Table of Contents Author Guidelines Submit a Manuscript
Mathematical Problems in Engineering
Volume 2010, Article ID 294102, 10 pages
Research Article

Design Optimization of a Natural Gas Substation with Intensification of the Energy Cycle

Department of Mechanical Engineering, Faculty of Engineering, University of Salerno, Via Ponte Don Melillo, 84084 Fisciano, Italy

Received 9 March 2010; Accepted 3 September 2010

Academic Editor: Carlo Cattani

Copyright © 2010 Arcangelo Pellegrino and Francesco Villecco. This is an open access article distributed under the Creative Commons Attribution License, which permits unrestricted use, distribution, and reproduction in any medium, provided the original work is properly cited.

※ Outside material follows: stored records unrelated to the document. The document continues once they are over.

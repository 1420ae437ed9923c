use anyhow::Result;
use clap::Parser;
use tracing::warn;

// mimalloc keeps memory from ballooning under many concurrent workers
#[global_allocator]
static GLOBAL: mimalloc::MiMalloc = mimalloc::MiMalloc;

use politecrawl::cli::{Cli, Commands};
use politecrawl::commands;
use politecrawl::crawl::run_crawl;
use politecrawl_core::AppConfig;

fn main() -> Result<()> {
    let runtime = tokio::runtime::Builder::new_multi_thread()
        .enable_all()
        .build()?;
    runtime.block_on(async_main())
}

async fn async_main() -> Result<()> {
    tracing_subscriber::fmt()
        .with_env_filter(
            tracing_subscriber::EnvFilter::try_from_default_env()
                .unwrap_or_else(|_| tracing_subscriber::EnvFilter::new("info")),
        )
        .init();

    let cli = Cli::parse();

    let config_str = std::fs::read_to_string(&cli.config_file).unwrap_or_else(|_| {
        warn!(path = %cli.config_file, "config file not found, using defaults");
        include_str!("../config/default.toml").to_string()
    });
    let config: AppConfig = toml::from_str(&config_str)?;
    config.validate()?;

    match cli.command {
        Commands::Crawl { restart } => run_crawl(config, restart).await?,
        Commands::Status => commands::status::run(config)?,
    }

    Ok(())
}
use quick_xml::events::Event;

/// One entry of a sitemap document: either a nested sitemap reference
/// (from a `<sitemapindex>`) or a page URL (from a `<urlset>`).
#[derive(Debug, Clone, PartialEq, Eq)]
pub enum SitemapEntry {
    Sitemap(String),
    Page(String),
}

/// Parse a sitemap or sitemap-index document. Element names are matched by
/// local name, so the standard sitemap default namespace (prefixed or not)
/// is accepted. Malformed XML yields whatever was parsed up to the error.
pub fn parse_sitemap(s: &str) -> Vec<SitemapEntry> {
    let mut reader = quick_xml::Reader::from_str(s);

    let mut res = vec![];

    let mut in_sitemap = false;
    let mut in_url = false;
    let mut in_loc = false;

    loop {
        match reader.read_event() {
            Ok(Event::Start(ref e)) => match e.name().local_name().as_ref() {
                b"sitemap" => in_sitemap = true,
                b"url" => in_url = true,
                b"loc" => in_loc = true,
                _ => {}
            },
            Ok(Event::End(ref e)) => match e.name().local_name().as_ref() {
                b"sitemap" => in_sitemap = false,
                b"url" => in_url = false,
                b"loc" => in_loc = false,
                _ => {}
            },
            Ok(Event::Text(e)) => {
                if in_loc {
                    if let Ok(text) = e.unescape() {
                        let loc = text.trim().to_string();
                        if loc.is_empty() {
                            continue;
                        }
                        if in_sitemap {
                            res.push(SitemapEntry::Sitemap(loc));
                        } else if in_url {
                            res.push(SitemapEntry::Page(loc));
                        }
                    }
                }
            }
            Ok(Event::Eof) => break,
            Err(e) => {
                tracing::debug!("failed to parse sitemap: {}", e);
                break;
            }
            _ => (),
        }
    }

    res
}
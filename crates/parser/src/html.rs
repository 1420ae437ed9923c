use scraper::{Html, Selector};
use url::Url;

pub struct HtmlResult {
    pub body_text: String,
    pub outlinks: Vec<String>,
}

pub fn parse_html(html_str: &str, base_url: &Url) -> HtmlResult {
    let document = Html::parse_document(html_str);

    // Body text - all visible text, whitespace-collapsed
    let body_text = selector("body")
        .and_then(|s| document.select(&s).next())
        .map(|el| {
            el.text()
                .collect::<Vec<_>>()
                .join(" ")
                .split_whitespace()
                .collect::<Vec<_>>()
                .join(" ")
        })
        .unwrap_or_default();

    let outlinks = extract_links(&document, base_url);

    HtmlResult {
        body_text,
        outlinks,
    }
}

fn selector(s: &str) -> Option<Selector> {
    Selector::parse(s).ok()
}

fn extract_links(document: &Html, base_url: &Url) -> Vec<String> {
    let Some(sel) = selector("a[href]") else {
        return vec![];
    };

    document
        .select(&sel)
        .filter_map(|el| {
            let href = el.value().attr("href")?;

            // Skip non-crawlable URL schemes
            if href.starts_with("javascript:")
                || href.starts_with("mailto:")
                || href.starts_with("tel:")
                || href.starts_with("data:")
                || href.starts_with('#')
            {
                return None;
            }

            let resolved = base_url.join(href).ok()?;
            Some(resolved.to_string())
        })
        .collect()
}

#[cfg(test)]
mod tests {
    use super::*;

    #[test]
    fn extracts_text_and_links() {
        let base = Url::parse("http://www.ics.uci.edu/about").unwrap();
        let html = r##"<html><body>
            <h1>About  the   school</h1>
            <a href="/research">Research</a>
            <a href="http://vision.ics.uci.edu/">Vision</a>
            <a href="mailto:chair@ics.uci.edu">Chair</a>
            <a href="#top">Top</a>
        </body></html>"##;

        let result = parse_html(html, &base);
        assert_eq!(result.body_text, "About the school Research Vision Chair Top");
        assert_eq!(
            result.outlinks,
            vec![
                "http://www.ics.uci.edu/research".to_string(),
                "http://vision.ics.uci.edu/".to_string(),
            ]
        );
    }

    #[test]
    fn relative_links_resolve_against_base() {
        let base = Url::parse("http://www.ics.uci.edu/grad/admissions/").unwrap();
        let html = r#"<body><a href="../courses">Courses</a></body>"#;
        let result = parse_html(html, &base);
        assert_eq!(result.outlinks, vec!["http://www.ics.uci.edu/grad/courses"]);
    }

    #[test]
    fn empty_document_yields_nothing() {
        let base = Url::parse("http://www.ics.uci.edu/").unwrap();
        let result = parse_html("", &base);
        assert!(result.body_text.is_empty());
        assert!(result.outlinks.is_empty());
    }
}
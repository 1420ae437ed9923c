pub mod config;
pub mod error;
pub mod types;

pub use config::{AppConfig, CacheServerConfig, CrawlerConfig, FrontierConfig, LimitsConfig};
pub use error::CrawlError;
pub use types::*;
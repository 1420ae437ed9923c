use std::collections::HashMap;
use std::time::{Duration, Instant};

use async_trait::async_trait;
use tracing::{debug, warn};
use url::Url;

use politecrawl_core::{AppConfig, CrawlError, FetchResponse, Fetcher};

/// Plain HTTP fetcher. Redirects are never followed here: the worker decides
/// what to do with a 3xx, so the redirect target goes through the same
/// filters as any other discovered URL.
pub struct HttpFetcher {
    client: reqwest::Client,
    max_body_size: usize,
}

impl HttpFetcher {
    pub fn new(config: &AppConfig) -> Result<Self, CrawlError> {
        let mut builder = reqwest::Client::builder()
            .user_agent(config.crawler.user_agent.clone())
            .redirect(reqwest::redirect::Policy::none())
            .connect_timeout(Duration::from_secs(config.limits.connect_timeout_seconds))
            .timeout(Duration::from_secs(config.limits.request_timeout_seconds));

        if let Some(cache) = &config.cache_server {
            let proxy_url = format!("http://{}:{}", cache.host, cache.port);
            let proxy = reqwest::Proxy::http(&proxy_url)
                .map_err(|e| CrawlError::Network(format!("cache server {proxy_url}: {e}")))?;
            builder = builder.proxy(proxy);
        }

        let client = builder
            .build()
            .map_err(|e| CrawlError::Network(e.to_string()))?;

        Ok(Self {
            client,
            max_body_size: config.limits.max_body_size_mb * 1024 * 1024,
        })
    }
}

#[async_trait]
impl Fetcher for HttpFetcher {
    async fn fetch(&self, url: &Url) -> Result<FetchResponse, CrawlError> {
        let start = Instant::now();
        debug!(url = %url, "fetching");

        let resp = self.client.get(url.as_str()).send().await.map_err(|e| {
            warn!(url = %url, error = %e, "fetch failed");
            CrawlError::Network(e.to_string())
        })?;

        let status = resp.status().as_u16();

        let mut headers = HashMap::new();
        for (k, v) in resp.headers() {
            if let Ok(val) = v.to_str() {
                headers.insert(k.as_str().to_ascii_lowercase(), val.to_string());
            }
        }
        let content_type = headers.get("content-type").cloned();

        let body = resp
            .bytes()
            .await
            .map_err(|e| CrawlError::Network(e.to_string()))?;

        if body.len() > self.max_body_size {
            return Err(CrawlError::BodyTooLarge {
                size: body.len(),
                max: self.max_body_size,
            });
        }

        Ok(FetchResponse {
            url: url.clone(),
            status,
            headers,
            body: body.to_vec(),
            content_type,
            response_time_ms: start.elapsed().as_millis() as u64,
        })
    }
}
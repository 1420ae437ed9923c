use std::collections::{HashMap, HashSet};
use std::path::PathBuf;

use anyhow::Result;

use politecrawl_core::AppConfig;
use politecrawl_frontier::badurls::BadUrlSnapshot;
use politecrawl_frontier::index::DiscoveryIndex;
use politecrawl_frontier::{snapshot, BAD_URLS_FILE, SIMILARITY_FILE, SUBDOMAINS_FILE};

pub fn run(config: AppConfig) -> Result<()> {
    let index_path = PathBuf::from(format!("{}.redb", config.crawler.save_file));
    if !index_path.exists() {
        println!("No save file at {}", index_path.display());
        return Ok(());
    }

    let index = DiscoveryIndex::open(&index_path, false)?;
    let (total, completed) = index.counts()?;

    let snapshot_dir = PathBuf::from(&config.frontier.snapshot_dir);
    let subdomains: HashMap<String, HashSet<String>> =
        snapshot::load_json(&snapshot_dir, SUBDOMAINS_FILE).unwrap_or_default();
    let bad: BadUrlSnapshot =
        snapshot::load_json(&snapshot_dir, BAD_URLS_FILE).unwrap_or_default();
    let fingerprints: HashMap<u64, String> =
        snapshot::load_json(&snapshot_dir, SIMILARITY_FILE).unwrap_or_default();

    println!("\n╔══════════════════════════════════════════════╗");
    println!("║           politecrawl Status                 ║");
    println!("╠══════════════════════════════════════════════╣");
    println!("║ URLs discovered:    {:>20}    ║", total);
    println!("║ URLs completed:     {:>20}    ║", completed);
    println!("║ URLs open:          {:>20}    ║", total - completed);
    println!("║ Subdomains seen:    {:>20}    ║", subdomains.len());
    println!("║ Low-data URLs:      {:>20}    ║", bad.low_data.len());
    println!("║ Error URLs:         {:>20}    ║", bad.errors.len());
    println!("║ Page fingerprints:  {:>20}    ║", fingerprints.len());
    println!("╚══════════════════════════════════════════════╝\n");

    Ok(())
}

Natural gas is currently the natural substitute of petroleum as an energy source, since the foreseen ending up of this latter in the next decades. As a matter of fact, natural gas is easier to handle, less dangerous to be transported, somehow environmentally more friendly. The gas ducts operate with large flow rates over very long distances at high pressures, which are usually lowered in proximity of the final substations by lamination valves which, in fact, dissipate energy. However, a careful management of the pressure reduction may allow an energy recovery while using the gas expansion to operate a turbine. In this case, gas must be preheated to compensate for the energy required by the expansion. A proper control of all the parameters involved becomes crucial to an intelligent use of these resources. In this paper, the possibility of using a pre-heating system has been examined as a way to intensify the energy cycle in an expansion substation of the city gas network. Fuzzy logic has been used to optimize the natural gas expansion in a turbine to produce electrical energy. A fuzzy system has been designed and realized to control the whole process of gas expansion, from the gas pre-heating to the pressure reduction. The system operates over the whole year, accounting for the pressure, temperature, and gas flow rate variations experienced in the gas line. The exit values of the latter and the inlet value of the gas pressure are selected as input variables, being the output variable the temperature of the pre-heating water at the heat exchanger inlet.